RDC : des groupes Wazalendo accusés d’exactions graves contre les civils au Nord-Kivu, voici les concernés

Un nouveau mémorandum adressé le vendredi 17 octobre 2025 aux autorités militaires et civiles du Nord-Kivu par des notables locaux tire la sonnette d’alarme sur la recrudescence des abus commis par certaines factions Wazalendo dans le territoire de Masisi.

Les signataires, issus notamment de la chefferie des Bahunde et du secteur d’Osso-Banyungu, dénoncent une série d’exactions graves visant les populations civiles.

Selon les informations rapportées par Radio Okapi, trois groupes armés sont particulièrement mis en cause :

  • L’Union des Patriotes et Démocrates pour la Défense du Congo (UPDC), dirigée par Noah Maachano ;
  • Une faction de la Coalition des Patriotes Résistants Congolais (PARECO-FF), sous le commandement de Kigingi Jean de Dieu ;
  • Et une autre faction PARECO-FF conduite par Mutayomba Jam’s.

Ces groupes, censés défendre le territoire national contre les rebelles du M23 et leurs alliés, sont désormais accusés d’avoir tourné leurs armes contre ceux qu’ils prétendent protéger.

Des exactions multiples et un climat de peur

Les notables d’Ufamandu 1er et de Nyamaboko 1er affirment que ces factions se distinguent par une série de violations systématiques des droits humains :

  • Intimidations et menaces contre les autorités coutumières,
  • Perception illégale de taxes sur les marchandises,
  • Exploitation clandestine des sites miniers,
  • Et surtout extorsions sur les axes routiers, où des barrières illégales prolifèrent.

Les témoins parlent de prélèvements forcés allant de 1 000 à 2 000 francs congolais exigés à chaque voyageur, parfois pour des objets insignifiants : une poule, un bidon vide ou un simple sac de manioc.
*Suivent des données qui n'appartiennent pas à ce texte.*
// Copyright (C) 2026 Fred Clausen
// Use of this source code is governed by an MIT-style
// license that can be found in the LICENSE file or at
// https://opensource.org/licenses/MIT.

//! Case, item, payment and commission queries.
//!
//! `load_case_state` assembles everything the command layer needs to
//! decide a command; it is always called inside the command's write
//! transaction so the state cannot go stale before it is persisted.

use clinica::CaseState;
use clinica_domain::{
    Allocation, Case, CaseStatus, Commission, CommissionKind, CommissionRates, DomainError, Item,
    ItemStatus, Money, Payment, PaymentMethod, Procedure,
};
use diesel::SqliteConnection;
use diesel::prelude::*;
use std::collections::BTreeMap;
use tracing::debug;

use crate::convert::{
    count_from_column, optional_text_to_timestamp, parse_enum, percentage_from_column,
    text_to_timestamp,
};
use crate::data_models::{CaseSummary, PaymentRecord};
use crate::diesel_schema::{
    case_items, cases, commissions, payment_allocations, payments, procedures,
};
use crate::error::PersistenceError;
use crate::queries::catalog::ProcedureRow;
use crate::queries::installments::list_installments;

/// Diesel Queryable struct for case rows.
#[derive(Queryable, Selectable)]
#[diesel(table_name = cases)]
pub(crate) struct CaseRow {
    case_id: i64,
    client_id: i64,
    evaluator_id: Option<i64>,
    liberator_id: Option<i64>,
    status: String,
    notes: Option<String>,
    created_at: String,
    unlocked_at: Option<String>,
    finalized_at: Option<String>,
}

impl CaseRow {
    pub(crate) fn into_case(self) -> Result<Case, PersistenceError> {
        Ok(Case {
            case_id: self.case_id,
            client_id: self.client_id,
            evaluator_id: self.evaluator_id,
            liberator_id: self.liberator_id,
            status: parse_enum::<CaseStatus>("case status", &self.status)?,
            notes: self.notes,
            created_at: text_to_timestamp(&self.created_at)?,
            unlocked_at: optional_text_to_timestamp(self.unlocked_at.as_deref())?,
            finalized_at: optional_text_to_timestamp(self.finalized_at.as_deref())?,
        })
    }
}

/// Diesel Queryable struct for item rows.
#[derive(Queryable, Selectable)]
#[diesel(table_name = case_items)]
struct ItemRow {
    item_id: i64,
    case_id: i64,
    procedure_id: i64,
    seller_id: Option<i64>,
    executor_id: Option<i64>,
    price_cents: i64,
    amount_paid_cents: i64,
    status: String,
    created_at: String,
    completed_at: Option<String>,
}

impl ItemRow {
    fn into_item(self) -> Result<Item, PersistenceError> {
        Ok(Item {
            item_id: self.item_id,
            case_id: self.case_id,
            procedure_id: self.procedure_id,
            seller_id: self.seller_id,
            executor_id: self.executor_id,
            price: Money::from_cents(self.price_cents),
            amount_paid: Money::from_cents(self.amount_paid_cents),
            status: parse_enum::<ItemStatus>("item status", &self.status)?,
            created_at: text_to_timestamp(&self.created_at)?,
            completed_at: optional_text_to_timestamp(self.completed_at.as_deref())?,
        })
    }
}

/// Diesel Queryable struct for payment rows.
#[derive(Queryable, Selectable)]
#[diesel(table_name = payments)]
pub(crate) struct PaymentRow {
    payment_id: i64,
    case_id: i64,
    receiver_id: Option<i64>,
    amount_cents: i64,
    method: String,
    installment_count: i32,
    note: Option<String>,
    created_at: String,
}

impl PaymentRow {
    pub(crate) fn into_payment(self) -> Result<Payment, PersistenceError> {
        Ok(Payment {
            payment_id: self.payment_id,
            case_id: self.case_id,
            receiver_id: self.receiver_id,
            amount: Money::from_cents(self.amount_cents),
            method: parse_enum::<PaymentMethod>("payment method", &self.method)?,
            installment_count: count_from_column(self.installment_count)?,
            note: self.note,
            created_at: text_to_timestamp(&self.created_at)?,
        })
    }
}

/// Diesel Queryable struct for allocation rows.
#[derive(Queryable, Selectable)]
#[diesel(table_name = payment_allocations)]
struct AllocationRow {
    allocation_id: i64,
    payment_id: i64,
    item_id: i64,
    amount_applied_cents: i64,
    created_at: String,
}

/// Diesel Queryable struct for commission rows.
#[derive(Queryable, Selectable)]
#[diesel(table_name = commissions)]
struct CommissionRow {
    commission_id: i64,
    case_id: i64,
    item_id: i64,
    beneficiary_id: i64,
    kind: String,
    percentage_bps: i64,
    base_amount_cents: i64,
    commission_amount_cents: i64,
    created_at: String,
}

/// Retrieves a case row.
///
/// # Errors
///
/// Returns `PersistenceError::CommandRejected` carrying
/// `DomainError::CaseNotFound` if no such case exists.
pub fn get_case(conn: &mut SqliteConnection, case_id: i64) -> Result<Case, PersistenceError> {
    cases::table
        .filter(cases::case_id.eq(case_id))
        .select(CaseRow::as_select())
        .first::<CaseRow>(conn)
        .optional()?
        .ok_or(DomainError::CaseNotFound(case_id))?
        .into_case()
}

/// Lists the items of a case in insertion order.
///
/// # Errors
///
/// Returns an error if the database query fails.
pub fn list_items(
    conn: &mut SqliteConnection,
    case_id: i64,
) -> Result<Vec<Item>, PersistenceError> {
    case_items::table
        .filter(case_items::case_id.eq(case_id))
        .order(case_items::item_id.asc())
        .select(ItemRow::as_select())
        .load::<ItemRow>(conn)?
        .into_iter()
        .map(ItemRow::into_item)
        .collect()
}

/// Retrieves an item by id, whatever case it belongs to.
///
/// # Errors
///
/// Returns an error if the database query fails.
pub fn get_item(
    conn: &mut SqliteConnection,
    item_id: i64,
) -> Result<Option<Item>, PersistenceError> {
    case_items::table
        .filter(case_items::item_id.eq(item_id))
        .select(ItemRow::as_select())
        .first::<ItemRow>(conn)
        .optional()?
        .map(ItemRow::into_item)
        .transpose()
}

/// Sum of every payment registered for a case.
///
/// # Errors
///
/// Returns an error if the database query fails or the sum overflows.
pub fn payments_total(
    conn: &mut SqliteConnection,
    case_id: i64,
) -> Result<Money, PersistenceError> {
    let amounts: Vec<i64> = payments::table
        .filter(payments::case_id.eq(case_id))
        .select(payments::amount_cents)
        .load(conn)?;
    Ok(Money::sum(amounts.into_iter().map(Money::from_cents))?)
}

/// Commission rates for every procedure referenced by `items`.
///
/// # Errors
///
/// Returns an error if the database query fails.
pub fn commission_rates(
    conn: &mut SqliteConnection,
    items: &[Item],
) -> Result<BTreeMap<i64, CommissionRates>, PersistenceError> {
    let ids: Vec<i64> = items.iter().map(|i| i.procedure_id).collect();
    let rows: Vec<ProcedureRow> = procedures::table
        .filter(procedures::procedure_id.eq_any(ids))
        .select(ProcedureRow::as_select())
        .load(conn)?;

    rows.into_iter()
        .map(|row| {
            let procedure: Procedure = row.into_procedure()?;
            Ok((procedure.procedure_id, procedure.rates()))
        })
        .collect()
}

/// Loads the case, its items, payments total and commission rates.
///
/// # Errors
///
/// Returns `DomainError::CaseNotFound` (as `CommandRejected`) if the case
/// does not exist, or an error if a query fails.
pub fn load_case_state(
    conn: &mut SqliteConnection,
    case_id: i64,
) -> Result<CaseState, PersistenceError> {
    let case: Case = get_case(conn, case_id)?;
    let items: Vec<Item> = list_items(conn, case_id)?;
    let total: Money = payments_total(conn, case_id)?;
    let rates: BTreeMap<i64, CommissionRates> = commission_rates(conn, &items)?;

    debug!(
        case_id,
        status = %case.status,
        items = items.len(),
        paid = %total,
        "Loaded case state"
    );

    Ok(CaseState {
        case,
        items,
        payments_total: total,
        commission_rates: rates,
    })
}

/// Retrieves a payment by id.
///
/// # Errors
///
/// Returns an error if the database query fails.
pub fn get_payment(
    conn: &mut SqliteConnection,
    payment_id: i64,
) -> Result<Option<Payment>, PersistenceError> {
    payments::table
        .filter(payments::payment_id.eq(payment_id))
        .select(PaymentRow::as_select())
        .first::<PaymentRow>(conn)
        .optional()?
        .map(PaymentRow::into_payment)
        .transpose()
}

/// Lists the payments of a case with their allocations, oldest first.
///
/// # Errors
///
/// Returns an error if the database query fails.
pub fn list_payments(
    conn: &mut SqliteConnection,
    case_id: i64,
) -> Result<Vec<PaymentRecord>, PersistenceError> {
    let rows: Vec<PaymentRow> = payments::table
        .filter(payments::case_id.eq(case_id))
        .order(payments::payment_id.asc())
        .select(PaymentRow::as_select())
        .load(conn)?;

    rows.into_iter()
        .map(|row| {
            let payment: Payment = row.into_payment()?;
            let allocations: Vec<Allocation> = list_allocations(conn, payment.payment_id)?;
            Ok(PaymentRecord {
                payment,
                allocations,
            })
        })
        .collect()
}

/// Lists the allocations of one payment.
///
/// # Errors
///
/// Returns an error if the database query fails.
pub fn list_allocations(
    conn: &mut SqliteConnection,
    payment_id: i64,
) -> Result<Vec<Allocation>, PersistenceError> {
    payment_allocations::table
        .filter(payment_allocations::payment_id.eq(payment_id))
        .order(payment_allocations::allocation_id.asc())
        .select(AllocationRow::as_select())
        .load::<AllocationRow>(conn)?
        .into_iter()
        .map(|row| {
            Ok(Allocation {
                allocation_id: row.allocation_id,
                payment_id: row.payment_id,
                item_id: row.item_id,
                amount_applied: Money::from_cents(row.amount_applied_cents),
                created_at: text_to_timestamp(&row.created_at)?,
            })
        })
        .collect()
}

/// Sum of every allocation applied to an item.
///
/// # Errors
///
/// Returns an error if the database query fails or the sum overflows.
pub fn allocated_to_item(
    conn: &mut SqliteConnection,
    item_id: i64,
) -> Result<Money, PersistenceError> {
    let amounts: Vec<i64> = payment_allocations::table
        .filter(payment_allocations::item_id.eq(item_id))
        .select(payment_allocations::amount_applied_cents)
        .load(conn)?;
    Ok(Money::sum(amounts.into_iter().map(Money::from_cents))?)
}

/// Lists the commissions generated for a case.
///
/// # Errors
///
/// Returns an error if the database query fails.
pub fn list_commissions(
    conn: &mut SqliteConnection,
    case_id: i64,
) -> Result<Vec<Commission>, PersistenceError> {
    commissions::table
        .filter(commissions::case_id.eq(case_id))
        .order(commissions::commission_id.asc())
        .select(CommissionRow::as_select())
        .load::<CommissionRow>(conn)?
        .into_iter()
        .map(|row| {
            Ok(Commission {
                commission_id: row.commission_id,
                case_id: row.case_id,
                item_id: row.item_id,
                beneficiary_id: row.beneficiary_id,
                kind: parse_enum::<CommissionKind>("commission kind", &row.kind)?,
                percentage: percentage_from_column(row.percentage_bps)?,
                base_amount: Money::from_cents(row.base_amount_cents),
                commission_amount: Money::from_cents(row.commission_amount_cents),
                created_at: text_to_timestamp(&row.created_at)?,
            })
        })
        .collect()
}

/// Builds the full summary of a case.
///
/// # Errors
///
/// Returns `DomainError::CaseNotFound` (as `CommandRejected`) if the case
/// does not exist, or an error if a query fails.
pub fn get_case_summary(
    conn: &mut SqliteConnection,
    case_id: i64,
) -> Result<CaseSummary, PersistenceError> {
    let state: CaseState = load_case_state(conn, case_id)?;
    let total_due: Money = state.total_due();
    let outstanding: Money = state.outstanding();

    Ok(CaseSummary {
        payments: list_payments(conn, case_id)?,
        commissions: list_commissions(conn, case_id)?,
        installments: list_installments(conn, case_id)?,
        total_due,
        total_paid: state.payments_total,
        outstanding,
        case: state.case,
        items: state.items,
    })
}
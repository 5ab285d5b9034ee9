// Copyright (C) 2026 Fred Clausen
// Use of this source code is governed by an MIT-style
// license that can be found in the LICENSE file or at
// https://opensource.org/licenses/MIT.

#![deny(
    clippy::pedantic,
    clippy::cargo,
    clippy::nursery,
    clippy::style,
    clippy::correctness,
    clippy::all,
    clippy::suspicious,
    clippy::complexity,
    clippy::perf,
    clippy::unwrap_used,
    clippy::expect_used
)]

mod apply;
mod command;
mod error;
mod installments;
mod state;

#[cfg(test)]
mod tests;

// Re-export public types and functions
pub use apply::{apply, apply_open_case};
pub use command::Command;
pub use error::CoreError;
pub use installments::{
    InstallmentPlan, InstallmentSettlement, apply_schedule_installments, apply_settle_installment,
};
pub use state::{CaseState, CaseTransition, OpenCaseResult, Outcome};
Les refus d’obtempérer exposeraient les civils à des menaces, voire à des violences physiques.

Un appel à l’intervention des autorités

Dans leur mémorandum, les notables de Masisi exhortent les autorités provinciales et le commandement militaire à rétablir l’ordre dans les zones concernées et à faire respecter la discipline au sein des forces d’autodéfense.

Ils rappellent que le mouvement Wazalendo, né dans un élan patriotique pour défendre la souveraineté nationale, ne peut servir de couverture à des pratiques contraires aux droits humains et à la légalité.

Un défi croissant pour le contrôle des groupes Wazalendo

Cette dénonciation illustre une réalité de plus en plus complexe sur le terrain : l’émiettement et la perte de contrôle de certaines factions Wazalendo. Alors que le gouvernement congolais s’efforce d’intégrer ces combattants dans une logique de défense encadrée, plusieurs groupes continuent d’opérer en marge de la loi, compromettant la sécurité et la stabilité locales.

Des observateurs appellent à une clarification urgente du statut et du commandement des groupes Wazalendo, afin d’éviter que ces milices ne deviennent de nouveaux foyers d’insécurité dans une région déjà éprouvée par des décennies de guerre.